The word "indices" occurs in some of the lines below; copy each of those lines.

** Extracted entries follows **

//! Header shared with the host page.
//! Must stay in sync with TypeScript `protocol.ts`.
//!
//! The host reads three separate views by pointer (all values f32):
//! ```text
//! header:  8 floats, indices below
//! circles: circle_count × 8 floats (x, y, radius, r, g, b, a, pad)
//! events:  event_count × 4 floats (kind, a, b, c)
//! ```
//!
//! The header is rewritten after every tick, so the host can size its views
//! from `CIRCLE_COUNT` and `EVENT_COUNT` without extra calls.

/// Number of floats in the header section.
pub const HEADER_FLOATS: usize = 8;

/// Header field indices.
pub const HEADER_FRAME_COUNTER: usize = 0;
pub const HEADER_RUNNING: usize = 1;
pub const HEADER_WORLD_WIDTH: usize = 2;
pub const HEADER_WORLD_HEIGHT: usize = 3;
pub const HEADER_MAX_CIRCLES: usize = 4;
pub const HEADER_CIRCLE_COUNT: usize = 5;
pub const HEADER_MAX_EVENTS: usize = 6;
pub const HEADER_EVENT_COUNT: usize = 7;

/// Protocol version reported by the bridge.
pub const PROTOCOL_VERSION: f32 = 1.0;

** End of Extracted entries **

Solution below:
//! header:  8 floats, indices below
/// Header field indices.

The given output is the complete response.